- [Your task] Say how many lines in the data hold "enumerate". Nothing else belongs in the answer.

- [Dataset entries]
============
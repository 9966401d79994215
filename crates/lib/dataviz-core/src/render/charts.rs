use image::Rgb;
use palette::{IntoColor, Lab, Mix, Srgb};

use crate::stats::LinearFit;

use super::axes::{self, Axes, PlotArea, padded_domain};
use super::canvas::{Canvas, blend};
use super::font::{text_height, text_width};
use super::{BLACK, Chart, DARK_GRAY, RenderError, STEEL_BLUE, TAB_BLUE, TAB_RED, WHITE};

const COOLWARM_LOW: Rgb<u8> = Rgb([59, 76, 192]);
const COOLWARM_MID: Rgb<u8> = Rgb([221, 221, 221]);
const COOLWARM_HIGH: Rgb<u8> = Rgb([180, 4, 38]);
const NAN_GRAY: Rgb<u8> = Rgb([200, 200, 200]);

/// Scatter of paired observations with an optional fitted line and a
/// boxed annotation in the top-left corner.
#[derive(Debug, Clone, PartialEq)]
pub struct ScatterChart {
    pub title: String,
    pub x_label: String,
    pub y_label: String,
    pub points: Vec<(f64, f64)>,
    pub trend: Option<LinearFit>,
    pub annotation: Option<String>,
}

impl Chart for ScatterChart {
    fn kind(&self) -> &'static str {
        "scatter"
    }

    fn render(&self) -> Result<Canvas, RenderError> {
        if self.points.is_empty() {
            return Err(RenderError::EmptyChart(self.kind()));
        }
        let mut canvas = Canvas::new(1000, 600, WHITE);
        let area = PlotArea {
            left: 110,
            top: 70,
            width: 840,
            height: 440,
        };

        let (x_min, x_max) = min_max(self.points.iter().map(|point| point.0));
        let (mut y_min, mut y_max) = min_max(self.points.iter().map(|point| point.1));
        if let Some(fit) = self.trend {
            for y in [fit.predict(x_min), fit.predict(x_max)] {
                y_min = y_min.min(y);
                y_max = y_max.max(y);
            }
        }
        let axes = Axes::new(
            area,
            padded_domain(x_min, x_max, 0.05),
            padded_domain(y_min, y_max, 0.05),
        );

        axes.draw_y_ticks(&mut canvas, 6);
        axes.draw_x_ticks(&mut canvas, 8);
        for &(x, y) in &self.points {
            let (px, py) = axes.to_pixel(x, y);
            canvas.fill_circle(px, py, 5, TAB_BLUE, 0.7);
        }
        if let Some(fit) = self.trend {
            let start = axes.to_pixel(x_min, fit.predict(x_min));
            let end = axes.to_pixel(x_max, fit.predict(x_max));
            canvas.dashed_line(start, end, blend(WHITE, TAB_RED, 0.8), 2, 10, 6);
        }
        axes.draw_frame(&mut canvas);

        if let Some(text) = &self.annotation {
            let scale = 2;
            let pad = 8;
            let width = text_width(text, scale) + 2 * pad;
            let height = text_height(scale) + 2 * pad;
            let x = area.left + (f64::from(area.width) * 0.05) as i32;
            let y = area.top + (f64::from(area.height) * 0.05) as i32;
            canvas.blend_rect(x, y, width, height, WHITE, 0.8);
            canvas.stroke_rect(x, y, width, height, DARK_GRAY);
            canvas.text(x + pad as i32, y + pad as i32, text, scale, BLACK);
        }

        axes::draw_title(&mut canvas, &self.title);
        axes::draw_x_label(&mut canvas, &area, &self.x_label, 40);
        axes::draw_y_label(&mut canvas, &area, &self.y_label, 75);
        Ok(canvas)
    }
}

/// Annotated square grid of values in `[-1, 1]` with a colorbar.
#[derive(Debug, Clone, PartialEq)]
pub struct HeatmapChart {
    pub title: String,
    pub labels: Vec<String>,
    pub values: Vec<Vec<f64>>,
}

impl Chart for HeatmapChart {
    fn kind(&self) -> &'static str {
        "heatmap"
    }

    fn render(&self) -> Result<Canvas, RenderError> {
        let n = self.labels.len();
        if n == 0 || self.values.len() != n || self.values.iter().any(|row| row.len() != n) {
            return Err(RenderError::EmptyChart(self.kind()));
        }
        let mut canvas = Canvas::new(1000, 600, WHITE);
        let grid_size: u32 = 440;
        let cell = grid_size / n as u32;
        let grid = grid_size - grid_size % n as u32;
        let left = (1000 - grid as i32) / 2 - 40;
        let top = 80;

        for (row, values) in self.values.iter().enumerate() {
            for (col, &value) in values.iter().enumerate() {
                let x = left + (col as u32 * cell) as i32;
                let y = top + (row as u32 * cell) as i32;
                let color = if value.is_nan() { NAN_GRAY } else { coolwarm(value) };
                canvas.fill_rect(x, y, cell, cell, color);
                let label = if value.is_nan() {
                    "nan".to_string()
                } else {
                    format!("{value:.2}")
                };
                let ink = if value.abs() > 0.5 { WHITE } else { BLACK };
                canvas.text_middle(x + cell as i32 / 2, y + cell as i32 / 2, &label, 3, ink);
            }
        }

        for (index, label) in self.labels.iter().enumerate() {
            let center = (index as u32 * cell + cell / 2) as i32;
            canvas.text_centered(left + center, top + grid as i32 + 10, label, 2, BLACK);
            let width = text_width(label, 2) as i32;
            let height = text_height(2) as i32;
            canvas.text(left - 10 - width, top + center - height / 2, label, 2, BLACK);
        }

        draw_colorbar(&mut canvas, left + grid as i32 + 40, top, grid);
        axes::draw_title(&mut canvas, &self.title);
        Ok(canvas)
    }
}

fn draw_colorbar(canvas: &mut Canvas, left: i32, top: i32, height: u32) {
    let width = 24;
    let bar_height = (f64::from(height) * 0.8) as u32;
    let top = top + ((height - bar_height) / 2) as i32;
    for offset in 0..bar_height {
        let value = 1.0 - 2.0 * f64::from(offset) / f64::from(bar_height.max(2) - 1);
        canvas.fill_rect(left, top + offset as i32, width, 1, coolwarm(value));
    }
    canvas.stroke_rect(left, top, width, bar_height, DARK_GRAY);
    for tick in [-1.0, -0.5, 0.0, 0.5, 1.0] {
        let y = top + ((1.0 - tick) / 2.0 * f64::from(bar_height - 1)).round() as i32;
        let right = left + width as i32;
        canvas.line(right, y, right + 5, y, BLACK, 1);
        canvas.text(right + 9, y - text_height(2) as i32 / 2, &format!("{tick:.1}"), 2, DARK_GRAY);
    }
}

/// Diverging blue-white-red color for a value in `[-1, 1]`, centered on 0.
#[must_use]
pub fn coolwarm(value: f64) -> Rgb<u8> {
    let t = ((value.clamp(-1.0, 1.0) + 1.0) / 2.0) as f32;
    let (from, to, factor) = if t < 0.5 {
        (COOLWARM_LOW, COOLWARM_MID, t * 2.0)
    } else {
        (COOLWARM_MID, COOLWARM_HIGH, (t - 0.5) * 2.0)
    };
    let mixed = to_lab(from).mix(to_lab(to), factor);
    let rgb: Srgb = mixed.into_color();
    Rgb([
        channel(rgb.red),
        channel(rgb.green),
        channel(rgb.blue),
    ])
}

fn to_lab(color: Rgb<u8>) -> Lab {
    Srgb::new(color[0], color[1], color[2])
        .into_format::<f32>()
        .into_color()
}

fn channel(value: f32) -> u8 {
    (value.clamp(0.0, 1.0) * 255.0).round() as u8
}

#[derive(Debug, Clone, PartialEq)]
pub struct Bar {
    pub label: String,
    pub value: f64,
}

/// Vertical bars in the given order, labelled underneath at an angle and
/// annotated with their value.
#[derive(Debug, Clone, PartialEq)]
pub struct BarChart {
    pub title: String,
    pub x_label: String,
    pub y_label: String,
    pub bars: Vec<Bar>,
    pub value_suffix: String,
}

impl Chart for BarChart {
    fn kind(&self) -> &'static str {
        "bar"
    }

    fn render(&self) -> Result<Canvas, RenderError> {
        if self.bars.is_empty() {
            return Err(RenderError::EmptyChart(self.kind()));
        }
        let mut canvas = Canvas::new(1200, 800, WHITE);
        let area = PlotArea {
            left: 110,
            top: 70,
            width: 1050,
            height: 480,
        };

        let (lo, hi) = min_max(self.bars.iter().map(|bar| bar.value));
        let y_min = lo.min(0.0);
        let y_max = hi.max(0.0);
        let span = if y_max > y_min { y_max - y_min } else { 1.0 };
        let domain = (
            if y_min < 0.0 { (-span).mul_add(0.1, y_min) } else { 0.0 },
            span.mul_add(0.1, y_max),
        );
        // x runs over slot indices; slot i is centered on i + 0.5.
        let axes = Axes::new(area, (0.0, self.bars.len() as f64), domain);
        axes.draw_y_ticks(&mut canvas, 6);

        let fill = blend(WHITE, STEEL_BLUE, 0.7);
        let slot = f64::from(area.width) / self.bars.len() as f64;
        let bar_width = (slot * 0.8).max(1.0) as u32;
        let (_, zero_y) = axes.to_pixel(0.0, 0.0);
        let mut label_extent = 0_i32;
        for (index, bar) in self.bars.iter().enumerate() {
            let (center, top_y) = axes.to_pixel(index as f64 + 0.5, bar.value);
            let (y, height) = if top_y <= zero_y {
                (top_y, (zero_y - top_y) as u32)
            } else {
                (zero_y, (top_y - zero_y) as u32)
            };
            canvas.fill_rect(center - bar_width as i32 / 2, y, bar_width, height.max(1), fill);

            let annotation = format!("{:.1}{}", bar.value, self.value_suffix);
            let text_y = if bar.value >= 0.0 {
                top_y - 6 - text_height(2) as i32
            } else {
                top_y + 6
            };
            canvas.text_centered(center, text_y, &annotation, 2, BLACK);

            canvas.text_rotated_end(
                (center, area.bottom() + 14),
                &bar.label,
                2,
                BLACK,
                45.0,
            );
            let diagonal = f64::from(text_width(&bar.label, 2)) * std::f64::consts::FRAC_1_SQRT_2;
            label_extent = label_extent.max(diagonal as i32);
        }
        axes.draw_frame(&mut canvas);

        let label_offset = (label_extent + 34).min(canvas.height() as i32 - area.bottom() - 24);
        axes::draw_title(&mut canvas, &self.title);
        axes::draw_x_label(&mut canvas, &area, &self.x_label, label_offset);
        axes::draw_y_label(&mut canvas, &area, &self.y_label, 75);
        Ok(canvas)
    }
}

fn min_max(values: impl Iterator<Item = f64>) -> (f64, f64) {
    values.fold((f64::INFINITY, f64::NEG_INFINITY), |(lo, hi), value| {
        (lo.min(value), hi.max(value))
    })
}

#[cfg(test)]
mod tests {
    use super::*;

    #[test]
    fn coolwarm_spans_blue_to_red() {
        let low = coolwarm(-1.0);
        let high = coolwarm(1.0);
        let mid = coolwarm(0.0);
        assert!(low[2] > low[0], "negative end is blue: {low:?}");
        assert!(high[0] > high[2], "positive end is red: {high:?}");
        assert!(mid[0].abs_diff(mid[2]) < 10, "center is neutral: {mid:?}");
    }

    #[test]
    fn empty_charts_are_rejected() {
        let scatter = ScatterChart {
            title: String::new(),
            x_label: String::new(),
            y_label: String::new(),
            points: Vec::new(),
            trend: None,
            annotation: None,
        };
        assert!(matches!(scatter.render(), Err(RenderError::EmptyChart("scatter"))));

        let bars = BarChart {
            title: String::new(),
            x_label: String::new(),
            y_label: String::new(),
            bars: Vec::new(),
            value_suffix: String::new(),
        };
        assert!(bars.render().is_err());
    }

    #[test]
    fn scatter_draws_points_in_plot_area() {
        let chart = ScatterChart {
            title: "T".to_string(),
            x_label: "X".to_string(),
            y_label: "Y".to_string(),
            points: vec![(1.0, 1.0), (2.0, 2.5), (3.0, 2.9)],
            trend: LinearFit::fit(&[1.0, 2.0, 3.0], &[1.0, 2.5, 2.9]),
            annotation: Some("Correlation: 0.971".to_string()),
        };
        let canvas = chart.render().expect("scatter renders");
        assert_eq!((canvas.width(), canvas.height()), (1000, 600));
        let image = canvas.into_image();
        assert!(image.pixels().any(|pixel| *pixel != WHITE));
    }

    #[test]
    fn heatmap_colors_cells_by_value() {
        let chart = HeatmapChart {
            title: "H".to_string(),
            labels: vec!["A".to_string(), "B".to_string()],
            values: vec![vec![1.0, -1.0], vec![-1.0, 1.0]],
        };
        let canvas = chart.render().expect("heatmap renders");
        // Top-left corner of the first cell holds the +1 color.
        let left = (1000 - 440) / 2 - 40;
        assert_eq!(canvas.pixel(left as u32 + 2, 82), Some(coolwarm(1.0)));
    }

    #[test]
    fn bars_render_with_labels() {
        let chart = BarChart {
            title: "Top".to_string(),
            x_label: "State".to_string(),
            y_label: "Value".to_string(),
            bars: vec![
                Bar {
                    label: "Alabama".to_string(),
                    value: 30.5,
                },
                Bar {
                    label: "Alaska".to_string(),
                    value: 20.0,
                },
            ],
            value_suffix: "%".to_string(),
        };
        let canvas = chart.render().expect("bar chart renders");
        assert_eq!((canvas.width(), canvas.height()), (1200, 800));
    }
}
============
- [Written solution] 4